- Exercise data:
//! Retry policy with exponential backoff for failed downloads.
//!
//! When a download fails, its persisted attempt count is incremented and the
//! [`RetryPolicy`] decides what happens next: wait and leave the URL queued,
//! or give up and demote it to the failure file.
//!
//! # Delay Calculation
//!
//! ```text
//! delay = min(base_delay * multiplier^(attempts - 1), max_delay) + jitter
//! ```
//!
//! With defaults, delays are approximately: 1s, 2s, 4s before the limit.

use std::time::Duration;

use rand::Rng;
use tracing::debug;

use crate::config::DEFAULT_MAX_RETRIES;

/// Default base delay for exponential backoff (1 second).
const DEFAULT_BASE_DELAY: Duration = Duration::from_secs(1);

/// Default maximum delay cap (32 seconds).
const DEFAULT_MAX_DELAY: Duration = Duration::from_secs(32);

/// Default backoff multiplier (doubles each attempt).
const DEFAULT_BACKOFF_MULTIPLIER: f32 = 2.0;

/// Maximum jitter added to delays (500ms).
const MAX_JITTER: Duration = Duration::from_millis(500);

/// Decision after a failed download attempt.
#[derive(Debug, Clone, PartialEq, Eq)]
pub enum RetryDecision {
    /// Leave the URL in the queue and wait before the next attempt.
    Retry {
        /// How long to wait before retrying.
        delay: Duration,
        /// Failed attempts recorded so far.
        attempts: u32,
    },

    /// The retry limit is exhausted; demote the URL to the failure file.
    GiveUp {
        /// Failed attempts recorded so far.
        attempts: u32,
    },
}

/// Configuration for retry behavior with exponential backoff.
#[derive(Debug, Clone)]
pub struct RetryPolicy {
    /// Retries allowed after the initial attempt.
    max_retries: u32,

    /// Base delay for the first retry.
    base_delay: Duration,

    /// Maximum delay cap.
    max_delay: Duration,

    /// Multiplier applied each attempt (typically 2.0 for doubling).
    backoff_multiplier: f32,
}

impl Default for RetryPolicy {
    fn default() -> Self {
        Self {
            max_retries: DEFAULT_MAX_RETRIES,
            base_delay: DEFAULT_BASE_DELAY,
            max_delay: DEFAULT_MAX_DELAY,
            backoff_multiplier: DEFAULT_BACKOFF_MULTIPLIER,
        }
    }
}

impl RetryPolicy {
    /// Creates a retry policy with custom settings.
    ///
    /// # Arguments
    ///
    /// * `max_retries` - Retries allowed after the initial attempt
    /// * `base_delay` - Base delay for the first retry
    /// * `max_delay` - Maximum delay cap
    /// * `backoff_multiplier` - Multiplier for exponential increase
    #[must_use]
    pub fn new(
        max_retries: u32,
        base_delay: Duration,
        max_delay: Duration,
        backoff_multiplier: f32,
    ) -> Self {
        Self {
            max_retries,
            base_delay,
            max_delay,
            backoff_multiplier,
        }
    }

    /// Creates a policy with a custom retry limit, using defaults for the
    /// backoff settings.
    #[must_use]
    pub fn with_max_retries(max_retries: u32) -> Self {
        Self {
            max_retries,
            ..Self::default()
        }
    }

    /// Returns the configured retry limit.
    #[must_use]
    pub fn max_retries(&self) -> u32 {
        self.max_retries
    }

    /// Decides whether a URL with `attempts` recorded failures stays queued.
    ///
    /// `attempts` is the persisted count including the failure that just
    /// happened; a URL is given up once it exceeds the retry limit, so
    /// `max_retries = 3` allows four total attempts.
    #[must_use]
    pub fn should_retry(&self, attempts: u32) -> RetryDecision {
        if attempts > self.max_retries {
            debug!(attempts, max_retries = self.max_retries, "retries exhausted");
            return RetryDecision::GiveUp { attempts };
        }

        let backoff = self.backoff_delay(attempts);
        let delay = backoff + jitter(backoff.min(MAX_JITTER));
        debug!(attempts, ?delay, "will retry after backoff");
        RetryDecision::Retry { delay, attempts }
    }

    /// Deterministic backoff component (jitter excluded).
    fn backoff_delay(&self, attempts: u32) -> Duration {
        let exponent = i32::try_from(attempts.saturating_sub(1)).unwrap_or(30).min(30);
        let multiplier = self.backoff_multiplier.powi(exponent);
        let delay = self.base_delay.mul_f32(multiplier.max(0.0));
        delay.min(self.max_delay)
    }
}

/// Random jitter so simultaneous consumers don't retry in lockstep.
///
/// Scales down with the backoff itself: a zero-delay policy stays zero.
fn jitter(cap: Duration) -> Duration {
    if cap.is_zero() {
        return Duration::ZERO;
    }
    let cap_millis = u64::try_from(cap.as_millis()).unwrap_or(u64::MAX);
    let millis = rand::thread_rng().gen_range(0..=cap_millis);
    Duration::from_millis(millis)
}
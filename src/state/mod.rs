//! Persisted download state: per-URL attempt counts and the in-flight URL.
//!
//! The state file is a small JSON document next to the queue file. Attempt
//! counts survive process restarts so a URL that keeps failing across
//! sessions still runs out of retries; `current` lets external observers
//! (such as the web wrapper) see which URL is downloading right now.
//!
//! A missing state file is an empty state. A malformed one is logged and
//! treated as empty rather than blocking the queue.

use std::collections::HashMap;
use std::fs;
use std::io::ErrorKind;
use std::path::{Path, PathBuf};

use serde::{Deserialize, Serialize};
use thiserror::Error;
use tracing::{debug, warn};

/// Errors produced by state persistence.
#[derive(Debug, Error)]
pub enum StateError {
    /// I/O error reading or writing the state file.
    #[error("I/O error on state file: {0}")]
    Io(#[from] std::io::Error),
    /// JSON serialization error (shouldn't occur for well-formed state).
    #[error("JSON serialization error: {0}")]
    Serialize(#[from] serde_json::Error),
}

/// Result type for state operations.
pub type Result<T> = std::result::Result<T, StateError>;

/// The persisted state document.
#[derive(Debug, Clone, Default, PartialEq, Eq, Serialize, Deserialize)]
pub struct State {
    /// URL currently being downloaded, if any.
    #[serde(default, skip_serializing_if = "Option::is_none")]
    pub current: Option<String>,
    /// Failed-attempt count per URL.
    #[serde(default)]
    pub attempts: HashMap<String, u32>,
}

/// File-backed store for [`State`].
///
/// Every operation is a read-modify-write of the whole document; the file is
/// small (one entry per troubled URL) and this keeps counts durable across
/// crashes mid-queue.
#[derive(Debug, Clone)]
pub struct StateStore {
    path: PathBuf,
}

impl StateStore {
    /// Creates a state store for the given file path.
    #[must_use]
    pub fn new(path: impl Into<PathBuf>) -> Self {
        Self { path: path.into() }
    }

    /// Returns the underlying file path.
    #[must_use]
    pub fn path(&self) -> &Path {
        &self.path
    }

    /// Loads the state document.
    ///
    /// A missing file yields the default state. A file that fails to parse
    /// is logged and also yields the default state, resetting attempt
    /// counts rather than wedging the queue.
    ///
    /// # Errors
    ///
    /// Returns [`StateError::Io`] if the file exists but cannot be read.
    pub fn load(&self) -> Result<State> {
        let raw = match fs::read_to_string(&self.path) {
            Ok(raw) => raw,
            Err(err) if err.kind() == ErrorKind::NotFound => return Ok(State::default()),
            Err(err) => return Err(err.into()),
        };
        match serde_json::from_str(&raw) {
            Ok(state) => Ok(state),
            Err(err) => {
                warn!(path = %self.path.display(), error = %err, "malformed state file, starting fresh");
                Ok(State::default())
            }
        }
    }

    /// Writes the state document, via a temp file renamed into place so a
    /// crash mid-write cannot leave a truncated document.
    ///
    /// # Errors
    ///
    /// Returns [`StateError`] on I/O or serialization failure.
    pub fn save(&self, state: &State) -> Result<()> {
        let tmp = temp_path(&self.path);
        let serialized = serde_json::to_vec_pretty(state)?;
        if let Err(err) = fs::write(&tmp, &serialized) {
            let _ = fs::remove_file(&tmp);
            return Err(err.into());
        }
        if let Err(err) = fs::rename(&tmp, &self.path) {
            let _ = fs::remove_file(&tmp);
            return Err(err.into());
        }
        Ok(())
    }

    /// Returns the recorded attempt count for `url` (0 when unknown).
    ///
    /// # Errors
    ///
    /// Returns [`StateError::Io`] if the file exists but cannot be read.
    pub fn attempts(&self, url: &str) -> Result<u32> {
        Ok(self.load()?.attempts.get(url).copied().unwrap_or(0))
    }

    /// Increments and persists the attempt count for `url`, returning the
    /// new count.
    ///
    /// # Errors
    ///
    /// Returns [`StateError`] on I/O or serialization failure.
    pub fn record_failure(&self, url: &str) -> Result<u32> {
        let mut state = self.load()?;
        let count = state.attempts.entry(url.to_string()).or_insert(0);
        *count += 1;
        let count = *count;
        self.save(&state)?;
        debug!(url = %url, attempts = count, "recorded failed attempt");
        Ok(count)
    }

    /// Removes the attempt count for `url`, if present.
    ///
    /// # Errors
    ///
    /// Returns [`StateError`] on I/O or serialization failure.
    pub fn clear_attempts(&self, url: &str) -> Result<()> {
        let mut state = self.load()?;
        if state.attempts.remove(url).is_some() {
            self.save(&state)?;
        }
        Ok(())
    }

    /// Returns the URL currently marked as downloading.
    ///
    /// # Errors
    ///
    /// Returns [`StateError::Io`] if the file exists but cannot be read.
    pub fn current(&self) -> Result<Option<String>> {
        Ok(self.load()?.current)
    }

    /// Records `url` as the in-flight download.
    ///
    /// # Errors
    ///
    /// Returns [`StateError`] on I/O or serialization failure.
    pub fn set_current(&self, url: &str) -> Result<()> {
        let mut state = self.load()?;
        state.current = Some(url.to_string());
        self.save(&state)
    }

    /// Clears the in-flight marker.
    ///
    /// # Errors
    ///
    /// Returns [`StateError`] on I/O or serialization failure.
    pub fn clear_current(&self) -> Result<()> {
        let mut state = self.load()?;
        if state.current.take().is_some() {
            self.save(&state)?;
        }
        Ok(())
    }
}

/// Sibling temp path for atomic replacement: `.dqlist.state` → `.dqlist.state.tmp`.
fn temp_path(path: &Path) -> PathBuf {
    let mut name = path.file_name().map_or_else(
        || std::ffi::OsString::from("state"),
        std::ffi::OsStr::to_os_string,
    );
    name.push(".tmp");
    path.with_file_name(name)
}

- Task item: I'd like an exact copy of the lines above, from the very first one through the line that contains "pub enum RetryDecision", with nothing else added.

- Task response:
//! Retry policy with exponential backoff for failed downloads.
//!
//! When a download fails, its persisted attempt count is incremented and the
//! [`RetryPolicy`] decides what happens next: wait and leave the URL queued,
//! or give up and demote it to the failure file.
//!
//! # Delay Calculation
//!
//! ```text
//! delay = min(base_delay * multiplier^(attempts - 1), max_delay) + jitter
//! ```
//!
//! With defaults, delays are approximately: 1s, 2s, 4s before the limit.

use std::time::Duration;

use rand::Rng;
use tracing::debug;

use crate::config::DEFAULT_MAX_RETRIES;

/// Default base delay for exponential backoff (1 second).
const DEFAULT_BASE_DELAY: Duration = Duration::from_secs(1);

/// Default maximum delay cap (32 seconds).
const DEFAULT_MAX_DELAY: Duration = Duration::from_secs(32);

/// Default backoff multiplier (doubles each attempt).
const DEFAULT_BACKOFF_MULTIPLIER: f32 = 2.0;

/// Maximum jitter added to delays (500ms).
const MAX_JITTER: Duration = Duration::from_millis(500);

/// Decision after a failed download attempt.
#[derive(Debug, Clone, PartialEq, Eq)]
pub enum RetryDecision {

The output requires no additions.